やはり、どこか無理している日和を放っておけない。
「……練如と、何があった」
竜牙の声に日和の足は止まる。
「……私、酷い人です。いつもの興味で聞いて、逃げて来ちゃいました」
「……」
「練如にお願いしたんです。隠れている顔を、見せてって……」
「見た、のか?」
日和は小さく頷く。
そして弱弱しく日和は答えた。
「……お母さんの、顔でした」
「……っ!」
その言葉に竜牙は衝撃を覚え、片手で頭を抱える。
「竜牙……竜牙は、知っていましたか……?」
「……いや」
「お父さんは、顔を覚えるのが苦手だって。だからって、なんで、お母さんなんですか……!」
「日和」
手を伸ばし、腕を掴む。
日和は顔を赤くして、涙を目に溜めていた。
視線が合い、ぼろっと涙が零れる。
「すみません……ごめん、なさい……」
「何故謝る……」
「ごめんなさい……ごめん、なさい……」
がくりと膝を折り、泣き崩れる日和。
竜牙はただ静かに、その姿に羽織を被せた。
「竜牙……?」
「落ち着くまで、そうしていろ。この羽織を身に纏えば、誰からも見られることはない」
「……すみま――」
「――謝らなくて良い」
「……はい」
暫く、沈黙が続いた。
竜牙は日和の隣に座り込んで目を瞑り、日和は泣くのを我慢しながら静かに、ただ地面だけを見ている。
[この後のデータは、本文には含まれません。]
//! `backup-mark`: toggling retention protection.

use tracing::{info, warn};

use crate::storage::FolderRef;
use crate::{Error, Result};

use super::chain::BackupChain;
use super::list::backup_times;
use super::metadata::Backup;

/// Mark `name` permanent together with its whole ancestry, oldest first,
/// or make `name` alone impermanent.
///
/// Returns the names whose metadata changed.
pub fn mark_backup(folder: &FolderRef, name: &str, permanent: bool) -> Result<Vec<String>> {
    let targets = if permanent {
        BackupChain::from_target(folder, name)?
            .elements
            .into_iter()
            .map(|link| link.backup)
            .collect()
    } else {
        ensure_no_permanent_descendant(folder, name)?;
        vec![Backup::new(folder.clone(), name)]
    };

    let mut changed = Vec::new();
    for backup in targets {
        let mut meta = backup.fetch_meta()?;
        if meta.is_permanent == permanent {
            continue;
        }
        meta.is_permanent = permanent;
        backup.upload_meta(&meta)?;
        info!(backup = %backup.name, permanent, "backup_marked");
        changed.push(backup.name);
    }
    Ok(changed)
}

fn ensure_no_permanent_descendant(folder: &FolderRef, name: &str) -> Result<()> {
    for time in backup_times(folder.as_ref())? {
        if time.name == name {
            continue;
        }
        let other = Backup::new(folder.clone(), time.name.clone());
        if !other.is_permanent()? {
            continue;
        }
        let chain = match BackupChain::from_target(folder, &time.name) {
            Ok(chain) => chain,
            Err(e) => {
                warn!(backup = %time.name, error = %e, "permanent_backup_chain_unreadable");
                continue;
            }
        };
        if chain.elements.iter().any(|link| link.name() == name) {
            return Err(Error::PermanentDependency(name.to_string()).into());
        }
    }
    Ok(())
}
陽だけが徐々に傾き始め、夏の長い夕焼けが薄らと宵闇を映し始めていた。
「……私、馬鹿です。本当は、練如をもっと知りたいと、思っただけなのに……」
「……」
興味を持つことは悪い事ではないはず。
寧ろ興味があって歩み寄れるのであれば、今後の関係を考えれば良い事であるはずだ。
それが逆に遠ざかってしまうなんて、互いに思っていなかっただろう。
否定することも、肯定することも、竜牙にはできない。
そしてそれは日和も同じ。
ただ言葉を溢して、涙を流す事しかできない。
こればかりはいっそ慣れるか、無かったことにするか、受け入れるか、或いは――否定してしまう事しかできないのだろう。
その選択は日和に任せるしかない。
ただ式としては……このまま練如と日和が離れてしまうのは心苦しいと、竜牙は思った。
「日和」
「……すみません、多分、私がいけないんです……。大丈夫です。お母さんの顔をしているだけで、練如は、練如ですから……」
「……」
「それだけ、私は母が苦手なんですね……。それを、自覚してしまっただけですから」
力無く、日和は笑っていた。
正也が日和の頭を撫でていたことを思い出し、竜牙も日和の頭に手を乗せる。
「……時間が経てば解決するのなら、練如だって待つだろう。だから、あまり思い詰めるな」
「……す――」
「――謝るな」
言いかけた言葉を、今までにない速さで竜牙は遮断する。
日和は思わず手で口を塞いだ。
竜牙はふ、と柔らかく笑うと日和の頬を優しく抓む。
「最近、癖の様に出るな」
「ふ、ふみま――あう……」
孤独の女王の時から、日和は何かあれば謝罪の言葉が出るようになった。
再び出そうになった言葉を噤んで、日和は落ち込む。
「私は何も気にしていない。日和が悪いとも思っていない。だから、謝るな」
「はい……」
「……そういう所は、昔と変わらないんだな」
「え?」
ぼそりと呟く竜牙の言葉に日和は首を傾げる。
しかし竜牙はくすりと笑って、その頭を撫でた。